Trajectory Mapping and Applications to Data from the Upper Atmosphere Research Satellite

Gary A. Morris, Valparaiso University
Mark R. Schoeberl
Lynn C. Sparling
Paul A. Newman
Leslie R. Lait
Lee Elson
Joe Waters
Robert A. Suttie
Aidan Roche
Jack Kumer
James M. Russell


The problem of creating synoptic maps from asynoptically gathered trace gas data has prompted the development of a number of schemes. Most notable among these schemes are the Kalman filter, the Salby-Fourier technique, and constituent reconstruction. This paper explores a new technique called "trajectory mapping." Trajectory mapping creates synoptic maps from asynoptically gathered data by advecting measurements backward or forward in time using analyzed wind fields. A significant portion of this work is devoted to an analysis of errors in synoptic trajectory maps associated with the calculation of individual parcel trajectories. In particular, we have considered (1) calculational errors; (2) uncertainties in the values and locations of constituent measurements, (3) errors incurred by neglecting diabatic effects, and (4) sensitivity to differences in wind field analyses.

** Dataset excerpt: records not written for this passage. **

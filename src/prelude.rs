pub use anyhow::{anyhow, bail, Result};
pub use log::{debug, error, info, trace, warn};
pub use tokio::sync::broadcast;

pub use crate::config::{self, Config};
pub use crate::coordinator::{self, Coordinator};
pub use crate::error::Error;
pub use crate::inverter::{self, Inverter};
pub use crate::options::Options;
pub use crate::utils::Utils;
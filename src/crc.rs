//! The two checksums spoken by the dongle.
//!
//! Register commands carry a Modbus RTU CRC (low byte first). PI-17 text
//! commands carry CRC-16/XMODEM (high byte first) where neither byte may be a
//! framing character, so colliding bytes are bumped by one.

const RESERVED: [u8; 3] = [b'(', b'\r', b'\n'];

pub fn crc16_modbus(data: &[u8]) -> u16 {
    crc16::State::<crc16::MODBUS>::calculate(data)
}

pub fn crc16_xmodem(data: &[u8]) -> u16 {
    crc16::State::<crc16::XMODEM>::calculate(data)
}

/// Bump a checksum byte off `(`, CR and LF. 0xFF is not reserved and passes
/// through unchanged.
pub fn adjust_crc_byte(byte: u8) -> u8 {
    if RESERVED.contains(&byte) {
        byte + 1
    } else {
        byte
    }
}

/// Modbus checksum in wire order.
pub fn modbus_trailer(data: &[u8]) -> [u8; 2] {
    crc16_modbus(data).to_le_bytes()
}

/// XMODEM checksum in wire order with both bytes escaped.
pub fn xmodem_trailer(data: &[u8]) -> [u8; 2] {
    let [hi, lo] = crc16_xmodem(data).to_be_bytes();
    [adjust_crc_byte(hi), adjust_crc_byte(lo)]
}

#[cfg(test)]
mod tests {
    use super::*;

    #[test]
    fn check_strings() {
        assert_eq!(crc16_modbus(b"123456789"), 0x4B37);
        assert_eq!(crc16_xmodem(b"123456789"), 0x31C3);
    }

    #[test]
    fn captured_pi17_commands() {
        // QPIGS\xB7\xA9\r and QMOD\x49\xC1\r as sent by the vendor app
        assert_eq!(crc16_xmodem(b"QPIGS"), 0xB7A9);
        assert_eq!(xmodem_trailer(b"QPIGS"), [0xB7, 0xA9]);
        assert_eq!(crc16_xmodem(b"QMOD"), 0x49C1);
        assert_eq!(xmodem_trailer(b"QMOD"), [0x49, 0xC1]);
    }

    #[test]
    fn captured_register_read() {
        let request = [0x01, 0x03, 0x00, 0x00, 0x00, 0x01];
        assert_eq!(crc16_modbus(&request), 0x0A84);
        assert_eq!(modbus_trailer(&request), [0x84, 0x0A]);
    }

    #[test]
    fn adjust_never_yields_reserved() {
        for b in 0..=u8::MAX {
            assert!(!RESERVED.contains(&adjust_crc_byte(b)), "byte {:#04x}", b);
        }
        assert_eq!(adjust_crc_byte(0x28), 0x29);
        assert_eq!(adjust_crc_byte(0x0D), 0x0E);
        assert_eq!(adjust_crc_byte(0x0A), 0x0B);
        assert_eq!(adjust_crc_byte(0xFF), 0xFF);
        assert_eq!(adjust_crc_byte(0x41), 0x41);
    }
}
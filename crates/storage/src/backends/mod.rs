//! Blob store backends.

pub mod filesystem;
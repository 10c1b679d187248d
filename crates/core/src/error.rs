//! Error types for the core domain.

use thiserror::Error;

/// Core domain error type.
#[derive(Debug, Error)]
pub enum Error {
    #[error("invalid file id: {0}")]
    InvalidFileId(String),

    #[error("invalid configuration: {0}")]
    InvalidConfig(String),
}

/// Result type alias for core operations.
pub type Result<T> = std::result::Result<T, Error>;
//! HTTP request handlers.

pub mod files;
pub mod health;

pub use files::*;
pub use health::*;
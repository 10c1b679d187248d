//! Metadata store test utilities.

use async_trait::async_trait;
use filestash_metadata::{FileRepo, FileRow, MetadataResult, MetadataStore, SqliteStore};
use sqlx::{Pool, Sqlite};
use std::sync::Arc;
use std::sync::atomic::{AtomicUsize, Ordering};
use tempfile::TempDir;

/// A test metadata store wrapper that cleans up on drop.
#[allow(dead_code)]
pub struct TestMetadata {
    pub store: Arc<dyn MetadataStore>,
    pub(crate) sqlite_store: Arc<SqliteStore>,
    _temp_dir: TempDir,
}

#[allow(dead_code)]
impl TestMetadata {
    /// Create a new file-backed SQLite store in a temporary directory.
    pub async fn new() -> MetadataResult<Self> {
        let temp_dir = tempfile::tempdir().expect("Failed to create temp directory");
        let db_path = temp_dir.path().join("files.db");
        let store = SqliteStore::new(&db_path).await?;
        let arc_store = Arc::new(store);

        Ok(Self {
            store: arc_store.clone(),
            sqlite_store: arc_store,
            _temp_dir: temp_dir,
        })
    }

    /// Get a reference to the metadata store.
    pub fn store(&self) -> Arc<dyn MetadataStore> {
        self.store.clone()
    }

    /// Get a reference to the SQLite connection pool for raw queries.
    pub fn pool(&self) -> &Pool<Sqlite> {
        self.sqlite_store.pool()
    }
}

/// Metadata store that counts every call before delegating.
#[allow(dead_code)]
pub struct CountingMetadata {
    inner: Arc<dyn MetadataStore>,
    calls: AtomicUsize,
}

#[allow(dead_code)]
impl CountingMetadata {
    pub fn new(inner: Arc<dyn MetadataStore>) -> Self {
        Self {
            inner,
            calls: AtomicUsize::new(0),
        }
    }

    pub fn calls(&self) -> usize {
        self.calls.load(Ordering::SeqCst)
    }

    fn record(&self) {
        self.calls.fetch_add(1, Ordering::SeqCst);
    }
}

#[async_trait]
impl FileRepo for CountingMetadata {
    async fn file_exists(&self, id: &str) -> MetadataResult<bool> {
        self.record();
        self.inner.file_exists(id).await
    }

    async fn create_file(&self, file: &FileRow) -> MetadataResult<()> {
        self.record();
        self.inner.create_file(file).await
    }

    async fn get_file(&self, id: &str) -> MetadataResult<Option<FileRow>> {
        self.record();
        self.inner.get_file(id).await
    }

    async fn list_files(&self) -> MetadataResult<Vec<FileRow>> {
        self.record();
        self.inner.list_files().await
    }

    async fn delete_file(&self, id: &str) -> MetadataResult<()> {
        self.record();
        self.inner.delete_file(id).await
    }
}

#[async_trait]
impl MetadataStore for CountingMetadata {
    async fn migrate(&self) -> MetadataResult<()> {
        self.inner.migrate().await
    }

    async fn health_check(&self) -> MetadataResult<()> {
        self.inner.health_check().await
    }
}
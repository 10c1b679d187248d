//! Configuration loading for the server binary.

use figment::Figment;
use figment::providers::{Env, Format, Serialized, Toml};
use filestash_core::config::AppConfig;
use std::path::Path;

/// Prefix of environment variables that override configuration values.
pub const ENV_PREFIX: &str = "FILESTASH_";

/// Legacy variable holding the public base URL.
pub const LEGACY_DOMAIN_VAR: &str = "DOMAIN";

/// Build the layered configuration.
///
/// Lowest to highest precedence: built-in defaults, the legacy `DOMAIN`
/// value, the TOML file at `path` (when it exists), `FILESTASH_*` variables
/// split on `__`.
pub fn figment(path: &Path, legacy_domain: Option<&str>) -> Figment {
    layered(path, legacy_domain, Env::prefixed(ENV_PREFIX))
}

fn layered(path: &Path, legacy_domain: Option<&str>, env: Env) -> Figment {
    // Full defaults underneath, so a single nested variable such as
    // FILESTASH_STORAGE__PATH still sees the section's `type` tag.
    let mut figment = Figment::from(Serialized::defaults(AppConfig::default()));

    if let Some(domain) = legacy_domain.filter(|d| !d.trim().is_empty()) {
        tracing::info!(base_url = %domain, "Using legacy DOMAIN as base URL fallback");
        figment = figment.merge(Serialized::defaults(serde_json::json!({
            "server": { "base_url": domain }
        })));
    }

    if path.exists() {
        tracing::info!(config_path = %path.display(), "Loading configuration from file");
        figment = figment.merge(Toml::file(path));
    } else {
        tracing::debug!(config_path = %path.display(), "No config file found");
    }

    figment.merge(env.split("__"))
}

/// Load configuration from `path` and the process environment.
pub fn load(path: &Path) -> Result<AppConfig, figment::Error> {
    let legacy_domain = std::env::var(LEGACY_DOMAIN_VAR).ok();
    figment(path, legacy_domain.as_deref()).extract()
}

These studies reveal that the global fields derived from the advection of large numbers of measurements are relatively insensitive to the errors in the individual trajectories. The trajectory mapping technique has been successfully applied to a variety of problems. In this paper, the following two applications demonstrate the usefulness of the technique: an analysis of dynamical wave-breaking events and an examination of Upper Atmosphere Research Satellite data accuracy.